The rollers (i.e., lead compression roller 36, heating roller 10, compression rollers 8, support rollers 14, take-up roller 38, masking film roll 52, support film take-up roll 56, and chill roll 12) can be disposed in a relationship that is about parallel with one another, which promotes uniform thickness and uniform residual stresses across the width of the embossed film 32. Furthermore, the rollers can be configured in any configuration that provides ample heating, cooling, compression, and support for the embossed film 32. The rollers can be manufactured from metals (e.g., copper, aluminum, and/or iron), metal alloys (e.g., martensitic, ferritic, and/or austenitic stainless materials), polymers (e.g., ethylene propylene diamine monomer based rubber (EPDM) or silicone), as well as configurations comprising at least one of the following. For example, in one embodiment, a roller can comprise 316 stainless steel and a chromed external surface coating. The outer surface of the rollers generally comprises a smooth, polished surface, however, can comprise a texture, pattern, and the like. The rollers can also comprise thermal elements, flow paths and/or conduits, and so forth, to enable control of the roller's temperature. For example, the rollers 10, 12, can be configured to comprise an internal geometry comprising a flow path (e.g., spiral) through which a thermal transfer media (e.g., oil, ethylene glycol, and/or water) can flow. The flow path can comprise an inlet disposed on one end of the roller's axel and an outlet disposed on the other end of the roller's axel. In another example, the heating roller 10 can comprise a spirally wrapped resistive heating element capable of connecting to an electrical source and heating the roller.

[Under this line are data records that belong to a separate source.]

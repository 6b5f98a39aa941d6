//! Move orchestration: one board in, one bot move out.

use super::config::BotConfig;
use super::contracts::BalanceConsistent;
use super::error::{BotError, InvalidMoveError};
use super::evaluator::{GameOutcome, evaluate};
use super::position::Position;
use super::rules::WinLine;
use super::strategy::Strategy;
use super::types::{Board, Mark};
use serde::{Deserialize, Serialize};
use std::time::Instant;
use tracing::{debug, info, instrument};

/// Answer to a [`Bot::play`] request.
///
/// `chosen_cell` is `None` when the game was already over on arrival.
/// `winning_line` is set only for [`GameOutcome::Win`] and
/// [`GameOutcome::Loss`].
#[derive(Debug, Clone, Copy, PartialEq, Eq, Serialize, Deserialize)]
pub struct MoveResult {
    outcome: GameOutcome,
    chosen_cell: Option<Position>,
    winning_line: Option<WinLine>,
}

impl MoveResult {
    /// Outcome after the bot's move, named for the human player.
    pub fn outcome(&self) -> GameOutcome {
        self.outcome
    }

    /// Square the bot played.
    pub fn chosen_cell(&self) -> Option<Position> {
        self.chosen_cell
    }

    /// Completed line to highlight.
    pub fn winning_line(&self) -> Option<WinLine> {
        self.winning_line
    }
}

/// Works out whose turn it is from the mark counts alone.
///
/// Cross plays when crosses do not outnumber zeros, Zero otherwise.
/// Returns `(acting, other)`.
pub fn infer_marks(board: &Board) -> (Mark, Mark) {
    let balance = board.count(Mark::Cross) as isize - board.count(Mark::Zero) as isize;
    let acting = if balance <= 0 { Mark::Cross } else { Mark::Zero };
    (acting, acting.opponent())
}

/// Automated opponent driving one [`Strategy`].
#[derive(Debug)]
pub struct Bot {
    strategy: Box<dyn Strategy>,
    config: BotConfig,
}

impl Bot {
    /// Creates a bot using the strategy named in `config`.
    pub fn new(config: BotConfig) -> Self {
        Self {
            strategy: config.strategy().build(),
            config,
        }
    }

    /// Creates a bot around a custom strategy.
    pub fn with_strategy(strategy: Box<dyn Strategy>, config: BotConfig) -> Self {
        Self { strategy, config }
    }

    /// Returns the configuration.
    pub fn config(&self) -> &BotConfig {
        &self.config
    }

    /// Returns the active strategy.
    pub fn strategy(&self) -> &dyn Strategy {
        self.strategy.as_ref()
    }

    /// Parses `board_text` and plays one move on it.
    ///
    /// # Errors
    ///
    /// [`BotError::MalformedBoard`] when the text is not a board, and
    /// [`BotError::InvalidMove`] when the strategy returns an unusable square.
    #[instrument(skip(self), fields(strategy = self.strategy.name()))]
    pub fn play(&self, board_text: &str) -> Result<MoveResult, BotError> {
        let board = Board::parse_with(board_text, self.config.symbols())?;
        self.play_board(&board)
    }

    /// Plays one move on an already parsed board.
    pub fn play_board(&self, board: &Board) -> Result<MoveResult, BotError> {
        if *self.config.strict_balance() {
            BalanceConsistent::check(board)?;
        } else {
            BalanceConsistent::holds(board);
        }

        let (acting, other) = infer_marks(board);
        debug!(%acting, %other, "Inferred marks");

        let before = evaluate(board, acting, other);
        if before.outcome.is_terminal() {
            debug!(outcome = %before.outcome, "Game already over");
            return Ok(MoveResult {
                outcome: before.outcome,
                chosen_cell: None,
                winning_line: before.line,
            });
        }

        let started = Instant::now();
        let chosen = self
            .strategy
            .select_cell(board, acting, other)
            .ok_or(InvalidMoveError::NoEmptySquare)?;
        let elapsed_ms = started.elapsed().as_millis() as u64;
        if *self.config.report_timing() {
            info!(strategy = self.strategy.name(), elapsed_ms, "Found square to play");
        } else {
            debug!(strategy = self.strategy.name(), elapsed_ms, "Found square to play");
        }

        let next = board.with_mark(chosen, acting)?;
        let after = evaluate(&next, acting, other);
        debug!(%chosen, outcome = %after.outcome, "Bot moved");

        Ok(MoveResult {
            outcome: after.outcome,
            chosen_cell: Some(chosen),
            winning_line: after.line,
        })
    }
}

impl Default for Bot {
    fn default() -> Self {
        Self::new(BotConfig::default())
    }
}
//! Preconditions on moves and consistency checks on incoming boards.

use super::error::{InvalidMoveError, MalformedBoardError};
use super::position::Position;
use super::types::{Board, Mark};
use tracing::warn;

/// Precondition: the square at the move's position must be empty.
pub struct SquareIsEmpty;

impl SquareIsEmpty {
    /// Fails with [`InvalidMoveError::SquareOccupied`] when `position` is taken.
    pub fn check(board: &Board, position: Position) -> Result<(), InvalidMoveError> {
        if board.is_empty(position) {
            Ok(())
        } else {
            Err(InvalidMoveError::SquareOccupied { position })
        }
    }
}

/// Invariant: crosses and zeros differ by at most one.
///
/// Boards reached by alternating play always satisfy this. The bot infers
/// whose turn it is from the counts, so a board violating it may be
/// played with the wrong mark.
pub struct BalanceConsistent;

impl BalanceConsistent {
    /// Returns true when the counts could come from alternating play.
    pub fn holds(board: &Board) -> bool {
        let crosses = board.count(Mark::Cross);
        let zeros = board.count(Mark::Zero);

        let valid = crosses.abs_diff(zeros) <= 1;
        if !valid {
            warn!(crosses, zeros, "Board balance is not reachable by alternating play");
        }
        valid
    }

    /// Strict form of [`BalanceConsistent::holds`].
    pub fn check(board: &Board) -> Result<(), MalformedBoardError> {
        if Self::holds(board) {
            Ok(())
        } else {
            Err(MalformedBoardError::ImpossibleBalance {
                crosses: board.count(Mark::Cross),
                zeros: board.count(Mark::Zero),
            })
        }
    }
}
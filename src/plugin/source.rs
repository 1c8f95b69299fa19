//! Where the referenced stylesheet paths come from
//!
//! A source is a single path, a list of paths, or a resolver callback that
//! computes them from the file being transformed. Callbacks may answer
//! immediately or asynchronously; both are driven through the same boxed
//! future.

use futures::future::{self, BoxFuture, FutureExt};
use std::fmt;
use std::future::Future;
use std::sync::Arc;

/// Stylesheet used when no source is given
pub const DEFAULT_CSS_FILE: &str = "./src/index.css";

/// One or more stylesheet paths produced by a source
#[derive(Debug, Clone, PartialEq, Eq)]
pub enum References {
    One(String),
    Many(Vec<String>),
}

impl References {
    /// Flatten into the ordered list of paths
    pub fn into_paths(self) -> Vec<String> {
        match self {
            References::One(path) => vec![path],
            References::Many(paths) => paths,
        }
    }
}

impl From<String> for References {
    fn from(path: String) -> Self {
        References::One(path)
    }
}

impl From<&str> for References {
    fn from(path: &str) -> Self {
        References::One(path.to_string())
    }
}

impl From<Vec<String>> for References {
    fn from(paths: Vec<String>) -> Self {
        References::Many(paths)
    }
}

impl From<Vec<&str>> for References {
    fn from(paths: Vec<&str>) -> Self {
        References::Many(paths.into_iter().map(str::to_string).collect())
    }
}

/// Future returned by a resolver callback
pub type ResolveFuture = BoxFuture<'static, anyhow::Result<References>>;

/// Resolver callback over `(code, id)`
pub type ResolverFn = Arc<dyn Fn(&str, &str) -> ResolveFuture + Send + Sync>;

/// Source of the stylesheet paths to reference
#[derive(Clone)]
pub enum ReferenceSource {
    Literal(String),
    LiteralList(Vec<String>),
    Resolver(ResolverFn),
}

impl ReferenceSource {
    /// Wrap a synchronous callback
    pub fn sync<F, R>(f: F) -> Self
    where
        F: Fn(&str, &str) -> anyhow::Result<R> + Send + Sync + 'static,
        R: Into<References> + 'static,
    {
        ReferenceSource::Resolver(Arc::new(move |code: &str, id: &str| -> ResolveFuture {
            let result: anyhow::Result<References> = f(code, id).map(Into::into);
            future::ready(result).boxed()
        }))
    }

    /// Wrap an asynchronous callback. The callback receives owned copies of
    /// `(code, id)` so the returned future can outlive the call.
    pub fn resolver<F, Fut, R>(f: F) -> Self
    where
        F: Fn(String, String) -> Fut + Send + Sync + 'static,
        Fut: Future<Output = anyhow::Result<R>> + Send + 'static,
        R: Into<References> + 'static,
    {
        ReferenceSource::Resolver(Arc::new(move |code: &str, id: &str| -> ResolveFuture {
            f(code.to_string(), id.to_string())
                .map(|result: anyhow::Result<R>| -> anyhow::Result<References> {
                    result.map(Into::into)
                })
                .boxed()
        }))
    }

    /// Produce the ordered list of paths for one file
    pub async fn resolve(&self, code: &str, id: &str) -> anyhow::Result<Vec<String>> {
        match self {
            ReferenceSource::Literal(path) => Ok(vec![path.clone()]),
            ReferenceSource::LiteralList(paths) => Ok(paths.clone()),
            ReferenceSource::Resolver(f) => f(code, id).await.map(References::into_paths),
        }
    }
}

impl Default for ReferenceSource {
    fn default() -> Self {
        ReferenceSource::Literal(DEFAULT_CSS_FILE.to_string())
    }
}

impl From<&str> for ReferenceSource {
    fn from(path: &str) -> Self {
        ReferenceSource::Literal(path.to_string())
    }
}

impl From<String> for ReferenceSource {
    fn from(path: String) -> Self {
        ReferenceSource::Literal(path)
    }
}

impl From<Vec<String>> for ReferenceSource {
    fn from(paths: Vec<String>) -> Self {
        ReferenceSource::LiteralList(paths)
    }
}

impl From<Vec<&str>> for ReferenceSource {
    fn from(paths: Vec<&str>) -> Self {
        ReferenceSource::LiteralList(paths.into_iter().map(str::to_string).collect())
    }
}

impl fmt::Debug for ReferenceSource {
    fn fmt(&self, f: &mut fmt::Formatter<'_>) -> fmt::Result {
        match self {
            ReferenceSource::Literal(path) => f.debug_tuple("Literal").field(path).finish(),
            ReferenceSource::LiteralList(paths) => {
                f.debug_tuple("LiteralList").field(paths).finish()
            }
            ReferenceSource::Resolver(_) => f.write_str("Resolver(..)"),
        }
    }
}
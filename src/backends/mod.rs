//! Backends module - the CLI playing the bundler host for files on disk
//!
//! Provides:
//! - transform: run the plugin pipeline over one file or stdin
//! - check: walk a project tree and report which files would be rewritten
//! - show_config: print the effective configuration

pub mod check;
pub mod show_config;
pub mod transform;

use anyhow::{Context, Result};
use std::path::Path;
use std::sync::Arc;

use crate::config::ProjectConfig;
use crate::plugin::{AutoReference, Plugin, PluginContainer, ResolvedConfig};

/// Build the injector from project config and run its setup hook
pub fn init_plugin(root: &Path, project: &ProjectConfig) -> Result<Arc<AutoReference>> {
    let (source, options) = project
        .build(root)
        .context("failed to build plugin options")?;
    let plugin = Arc::new(AutoReference::new(source, options));
    plugin
        .config_resolved(&ResolvedConfig::new(root))
        .context("plugin setup failed")?;
    Ok(plugin)
}

/// Wrap an initialized injector in a host pipeline
pub fn container(plugin: Arc<AutoReference>) -> PluginContainer {
    PluginContainer::new(vec![plugin as Arc<dyn Plugin>])
}
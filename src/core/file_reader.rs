//! File reading for the `check` walker
//!
//! Transforms must see the complete, exact file content, so oversized,
//! binary, and non-UTF-8 files are skipped instead of truncated or
//! converted lossily.

use serde::{Deserialize, Serialize};
use std::fs;
use std::path::Path;

/// Default maximum file size in bytes (8 MB)
pub const DEFAULT_MAX_FILE_SIZE: u64 = 8 * 1024 * 1024;

/// Number of leading bytes inspected for NUL bytes
const BINARY_SNIFF_LEN: usize = 8192;

/// Configuration for file reading
#[derive(Debug, Clone, Serialize, Deserialize)]
pub struct FileReadConfig {
    /// Maximum file size to process (bytes)
    pub max_file_size: u64,
}

impl Default for FileReadConfig {
    fn default() -> Self {
        Self {
            max_file_size: DEFAULT_MAX_FILE_SIZE,
        }
    }
}

/// Why a file was not read
#[derive(Debug, Clone, Copy, PartialEq, Eq, Serialize, Deserialize)]
#[serde(rename_all = "snake_case")]
pub enum SkipReason {
    Unreadable,
    TooLarge,
    Binary,
    InvalidUtf8,
}

impl SkipReason {
    pub fn as_str(&self) -> &'static str {
        match self {
            SkipReason::Unreadable => "unreadable",
            SkipReason::TooLarge => "too_large",
            SkipReason::Binary => "binary",
            SkipReason::InvalidUtf8 => "invalid_utf8",
        }
    }
}

/// Result of reading a file
#[derive(Debug, Clone)]
pub enum FileReadResult {
    Text { content: String, size: u64 },
    Skipped(SkipReason),
}

impl FileReadResult {
    pub fn content(&self) -> Option<&str> {
        match self {
            FileReadResult::Text { content, .. } => Some(content),
            FileReadResult::Skipped(_) => None,
        }
    }
}

/// Read a file with the given configuration
pub fn read_file_with_config(path: &Path, config: &FileReadConfig) -> FileReadResult {
    let size = match fs::metadata(path) {
        Ok(m) => m.len(),
        Err(_) => return FileReadResult::Skipped(SkipReason::Unreadable),
    };

    if size > config.max_file_size {
        return FileReadResult::Skipped(SkipReason::TooLarge);
    }

    let bytes = match fs::read(path) {
        Ok(b) => b,
        Err(_) => return FileReadResult::Skipped(SkipReason::Unreadable),
    };

    let check_len = std::cmp::min(BINARY_SNIFF_LEN, bytes.len());
    if bytes[..check_len].contains(&0) {
        return FileReadResult::Skipped(SkipReason::Binary);
    }

    match String::from_utf8(bytes) {
        Ok(content) => FileReadResult::Text { content, size },
        Err(_) => FileReadResult::Skipped(SkipReason::InvalidUtf8),
    }
}

/// Convenience function with default config
pub fn read_file_safe(path: &Path) -> FileReadResult {
    read_file_with_config(path, &FileReadConfig::default())
}

#[cfg(test)]
mod tests {
    use super::*;
    use std::io::Write;
    use tempfile::TempDir;

    #[test]
    fn test_read_file_success() {
        let dir = TempDir::new().unwrap();
        let file_path = dir.path().join("a.css");
        fs::write(&file_path, ".a{@apply flex;}").unwrap();

        let result = read_file_safe(&file_path);
        assert_eq!(result.content(), Some(".a{@apply flex;}"));
        assert!(matches!(result, FileReadResult::Text { size: 16, .. }));
    }

    #[test]
    fn test_read_file_too_large() {
        let dir = TempDir::new().unwrap();
        let file_path = dir.path().join("big.css");
        fs::write(&file_path, "Hello").unwrap();

        let config = FileReadConfig { max_file_size: 1 };
        let result = read_file_with_config(&file_path, &config);
        assert!(matches!(result, FileReadResult::Skipped(SkipReason::TooLarge)));
    }

    #[test]
    fn test_read_file_binary() {
        let dir = TempDir::new().unwrap();
        let file_path = dir.path().join("image.bin");
        let mut file = fs::File::create(&file_path).unwrap();
        file.write_all(&[0x00, 0x01, 0x02, 0x00, 0x03]).unwrap();

        let result = read_file_safe(&file_path);
        assert!(matches!(result, FileReadResult::Skipped(SkipReason::Binary)));
    }

    #[test]
    fn test_read_file_invalid_utf8() {
        let dir = TempDir::new().unwrap();
        let file_path = dir.path().join("latin1.css");
        let mut file = fs::File::create(&file_path).unwrap();
        file.write_all(&[0xFF, 0xFE, 0x48, 0x65, 0x6C, 0x6C, 0x6F])
            .unwrap();

        let result = read_file_safe(&file_path);
        assert!(matches!(
            result,
            FileReadResult::Skipped(SkipReason::InvalidUtf8)
        ));
    }

    #[test]
    fn test_read_nonexistent_file() {
        let result = read_file_safe(Path::new("/nonexistent/file.css"));
        assert!(matches!(
            result,
            FileReadResult::Skipped(SkipReason::Unreadable)
        ));
        assert!(result.content().is_none());
    }

    #[test]
    fn test_skip_reason_as_str() {
        assert_eq!(SkipReason::InvalidUtf8.as_str(), "invalid_utf8");
    }
}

During operation, the compression rollers 8 can exert a force of about 10 to about 100 pounds per square inch, (psi) (about 0.703 to about 7.031 kilograms per square centimeter, K/cm2) on the film, or more specifically about 25 to about 90 psi (about 1.76 to about 6.33 K/cm2), or even more specifically about 50 to about 80 psi (about 3.52 to about 5.62 K/cm2). The laminating roller can exert about 0.1 to about 10 psi (about 0.007 to about 0.070 K/cm2) on the film, or more specifically about 0.5 to about 5 psi (about 0.035 to about 0.352 K/cm2), or even more specifically about 1 to about 2.5 psi (about 0.070 to about 0.176 K/cm2).


The embossed film 32 can be embossed with surface features comprising any shape that can be embossed into the film. Possible surface features include light-reflecting elements such as cube-corners (e.g., triangular pyramid), trihedral, hemispheres, prisms, ellipses, tetragonal, grooves, channels, microlenses, and others, as well as combinations comprising at least one of the foregoing. The specific configuration of the surface features (e.g., height, shape, and/or width) will influence the characteristics of the embossed film. For example, in optical films, influenceable characteristics include, light incidence angles, prismatic effect of the feature, reflections of light within the feature, total light transmission, and so forth, as well as combinations comprising at least one of the foregoing.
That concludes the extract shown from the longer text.